Photo credit: Beowulf Sheehan
Summer of 2000, after the first of a two-year MFA program at NYU, I had gone to Detroit for the annual Cave Canem retreat for African American poets, and met Don, another aspiring bard. Poets were arriving from all over the country. Like me, Don was from New York. I had only lived in New York for a year, having escaped the tedium of my native South Jersey, but because I had ridden the New York subway uptown a few times, I felt entitled to some metropolitan cred. Later that summer, after we got back home from Cranbrook, a kind of high-art school and museum where the retreat convened that year, Don introduced me to Ginger, my future wife. Aloof and pretentious, Don was a dick for all the wrong reasons. He wasn’t even a decent writer. I kept hanging out with him because he was a one-stop shop projection of everything I disliked in myself.
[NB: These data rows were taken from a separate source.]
use thiserror::Error;

#[derive(Debug, Error)]
pub enum WorkloadError {
    #[error("invalid resource quantity for {field}: {value}")]
    InvalidQuantity { field: &'static str, value: String },

    #[error("InferenceService spec invalid: {0}")]
    InvalidSpec(String),
}
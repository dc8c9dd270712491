use failure::Fail;
use log::LevelFilter;
use serde::Deserialize;
use std::{collections::HashMap, fs, path::PathBuf};

use crate::utils::SingleInit;

static CONFIG: SingleInit<Config> = SingleInit::uninit();

pub fn load() -> crate::Result<&'static Config> {
    CONFIG.get_or_try_init(|| {
        let data = fs::read("config.toml").map_err(ReadConfigurationError)?;
        toml::from_slice(&data).map_err(|e| ConfigurationError(e).into())
    })
}

#[derive(Clone, Debug, Deserialize)]
pub struct Config {
    pub database: Database,
    pub storage: Storage,
    #[serde(default)]
    pub logging: Logging,
}

#[derive(Clone, Debug, Deserialize)]
pub struct Database {
    /// Database connection URL.
    pub url: String,
}

#[derive(Clone, Debug, Deserialize)]
pub struct Storage {
    /// Directory in which uploaded files are kept.
    pub path: PathBuf,
}

/// Logging configuration.
#[derive(Clone, Debug, Deserialize)]
pub struct Logging {
    /// Default logging level.
    #[serde(default = "default_level_filter")]
    pub level: LevelFilter,
    /// Custom filters.
    #[serde(default)]
    pub filters: HashMap<String, LevelFilter>,
}

#[derive(Debug, Fail)]
#[fail(display = "Cannot read configuration file")]
pub struct ReadConfigurationError(#[fail(cause)] std::io::Error);

#[derive(Debug, Fail)]
#[fail(display = "Invalid configuration: {}", _0)]
pub struct ConfigurationError(#[fail(cause)] toml::de::Error);

fn default_level_filter() -> LevelFilter {
    LevelFilter::Info
}

impl Default for Logging {
    fn default() -> Self {
        Logging {
            level: default_level_filter(),
            filters: HashMap::new(),
        }
    }
}
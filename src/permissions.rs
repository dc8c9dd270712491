use bitflags::bitflags;
use failure::Fail;
use serde::{Deserialize, Serialize};

use crate::error::ApiError;

bitflags! {
    /// Permissions allow for a fine-grained control over what actions a given
    /// caller can take.
    pub struct PermissionBits: i32 {
        /// All bits making up the editorial capability.
        const EDITORIAL_BITS = 0x0000000f;
        /// Permission holder can move submissions between stages, change
        /// their status, and manage review rounds and tasks.
        const MANAGE_WORKFLOW = 0x00000001;
        /// Permission holder can upload, copy, and download submission files.
        const MANAGE_FILES = 0x00000002;
        /// Permission holder can create, publish, and unpublish publication
        /// versions.
        const MANAGE_PUBLICATION = 0x00000004;
        /// Permission holder can open and close queries on any submission.
        const MANAGE_QUERIES = 0x00000008;
        /// Permission holder can take part in discussions they were invited
        /// to.
        const PARTICIPATE = 0x00000010;
    }
}

impl PermissionBits {
    /// Verify that all required permissions are present.
    ///
    /// This is the same check as `self.contains(permissions)`, but returns an
    /// [`ApiError`].
    pub fn require(self, permissions: PermissionBits)
    -> Result<(), RequirePermissionsError> {
        if self.contains(permissions) {
            Ok(())
        } else {
            Err(RequirePermissionsError(permissions - self))
        }
    }
}

/// A role tag assigned to a user by the identity collaborator.
#[derive(Clone, Copy, Debug, Deserialize, Eq, Hash, PartialEq, Serialize)]
#[serde(rename_all = "snake_case")]
pub enum Role {
    Admin,
    Manager,
    Editor,
    SectionEditor,
    Reviewer,
    Author,
}

impl Role {
    /// Permissions granted by this role.
    pub fn permissions(self) -> PermissionBits {
        match self {
            Role::Admin
            | Role::Manager
            | Role::Editor
            | Role::SectionEditor =>
                PermissionBits::EDITORIAL_BITS | PermissionBits::PARTICIPATE,
            Role::Reviewer | Role::Author => PermissionBits::PARTICIPATE,
        }
    }
}

/// Identity of a caller, as resolved by the identity collaborator.
///
/// Core operations never read an ambient session; whoever invokes them has
/// to say on whose behalf they are acting.
#[derive(Clone, Copy, Debug)]
pub struct Caller {
    /// ID of the user this caller acts as.
    pub user: i32,
    pub permissions: PermissionBits,
}

impl Caller {
    /// Build a caller from the role tags the identity collaborator resolved
    /// for a user.
    pub fn new(user: i32, roles: &[Role]) -> Caller {
        let permissions = roles.iter()
            .fold(PermissionBits::empty(), |bits, role| bits | role.permissions());

        Caller { user, permissions }
    }

    pub fn with_permissions(user: i32, permissions: PermissionBits) -> Caller {
        Caller { user, permissions }
    }

    /// Verify that this caller holds all of `permissions`.
    pub fn require(&self, permissions: PermissionBits)
    -> Result<(), RequirePermissionsError> {
        self.permissions.require(permissions)
    }
}

#[derive(ApiError, Debug, Fail)]
#[api(kind = "Forbidden", code = "user:insufficient-permissions")]
#[fail(display = "Missing required permissions: {:?}", _0)]
pub struct RequirePermissionsError(PermissionBits);
#![recursion_limit = "256"]

extern crate proc_macro;

#[macro_use] extern crate quote;
#[macro_use] extern crate synstructure;

mod api;

decl_derive!([ApiError, attributes(api)] => api::derive_error);
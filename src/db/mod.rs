use diesel::pg::PgConnection;
use failure::Fail;
use r2d2_diesel::ConnectionManager;
use std::env;

use crate::utils::SingleInit;
use super::config::Config;

pub mod models;
pub mod schema;
pub mod types;

pub type Connection = PgConnection;

pub type Pool = r2d2::Pool<ConnectionManager<PgConnection>>;

/// Find the correct database URL based on configuration and environment.
pub fn database_url(cfg: &Config) -> Result<String, GetDatabaseUrlError> {
    match env::var("DATABASE_URL") {
        Ok(url) => return Ok(url),
        Err(env::VarError::NotUnicode(_)) => {
            return Err(GetDatabaseUrlError::VarInvalidUnicode);
        }
        Err(env::VarError::NotPresent) => (),
    }

    Ok(cfg.database.url.clone())
}

#[derive(Debug, Fail)]
pub enum GetDatabaseUrlError {
    #[fail(display = "DATABASE_URL contains invalid Unicode")]
    VarInvalidUnicode,
}

/// Create a new connection.
pub fn connect(cfg: &Config) -> crate::Result<Connection> {
    use diesel::Connection;

    let url = database_url(cfg)?;
    let conn = PgConnection::establish(&url)?;

    Ok(conn)
}

static POOL: SingleInit<Pool> = SingleInit::uninit();

/// Create a connection pool for the database.
///
/// Note that this function will only ever create a single pool. If it has
/// succeeded once, every call after that will return the same pool.
pub fn pool(cfg: &Config) -> crate::Result<Pool> {
    POOL.get_or_try_init(|| {
        let url = database_url(cfg)?;
        let manager = ConnectionManager::new(url);
        let pool = Pool::new(manager)?;

        // Try to connect to database to detect errors early.
        let conn = pool.get()?;

        // Run migrations in production build.
        if cfg!(not(debug_assertions)) {
            embedded_migrations::run_with_output(&*conn, &mut ::std::io::stderr())
                .map_err(|_| failure::err_msg("Migrations failed"))?;
        }

        Ok(pool)
    }).map(Clone::clone)
}

// Embed migrations when building for production.
#[cfg(not(debug_assertions))]
embed_migrations!();

// `pool` requires embedded_migrations::run_with_output to typecheck, even
// if it's never used.
#[cfg(debug_assertions)]
mod embedded_migrations {
    use diesel::pg::PgConnection;
    pub fn run_with_output<W>(_: &PgConnection, _: &mut W) -> Result<(), ()> {
        Ok(())
    }
}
For the record, Cranbrook is 17 1/2 miles from the Detroit Amtrak station, a roughly six-hour walk that took me all night to make because I was delayed when, at about Twelve Mile Road, it began to rain. I trod the earth like a pilgrim, tempting lightning bolts, UFOs, and rapture, anything to relieve me of that distance. According to city maps, both the Amtrak Station and the Cranbrook campus were on Woodward Avenue. I hadn’t tried to estimate the distance in scale miles because I was certain that some form of transportation must serve a thoroughfare of that size, no matter that I came in late on a Saturday night. I didn’t know that Detroit was no average American city, and that in 2000, there was no available public transportation after sundown, and maybe not on weekends at all. I waited an hour at one bus stop in downtown Detroit, sitting with my hiker’s backpack that contained mostly poetry books and clean underwear for the two-week-long retreat. I watched the city relent like a tranquilized beast beneath the sky’s creeping pigment, and finally, I got to stepping. My plan: keep moving in the direction of Cranbrook until something came along to intervene between my feet and the road. The streets were not simply empty; I felt like a struck match bobbing above a trench line at night along the Western Front. I imagined myself like pollen on a quantum wind, reincarnated at the gates of Cranbrook. Deliver me
, I begged the stars as I waded through the night soaked to my skivvies. No chariot of any kind had swung down to collect me. The farther I walked, the more I resented the cosmic joke I thought was being played on me. The more I walked, the more determined I was to outlast the adversity I was facing.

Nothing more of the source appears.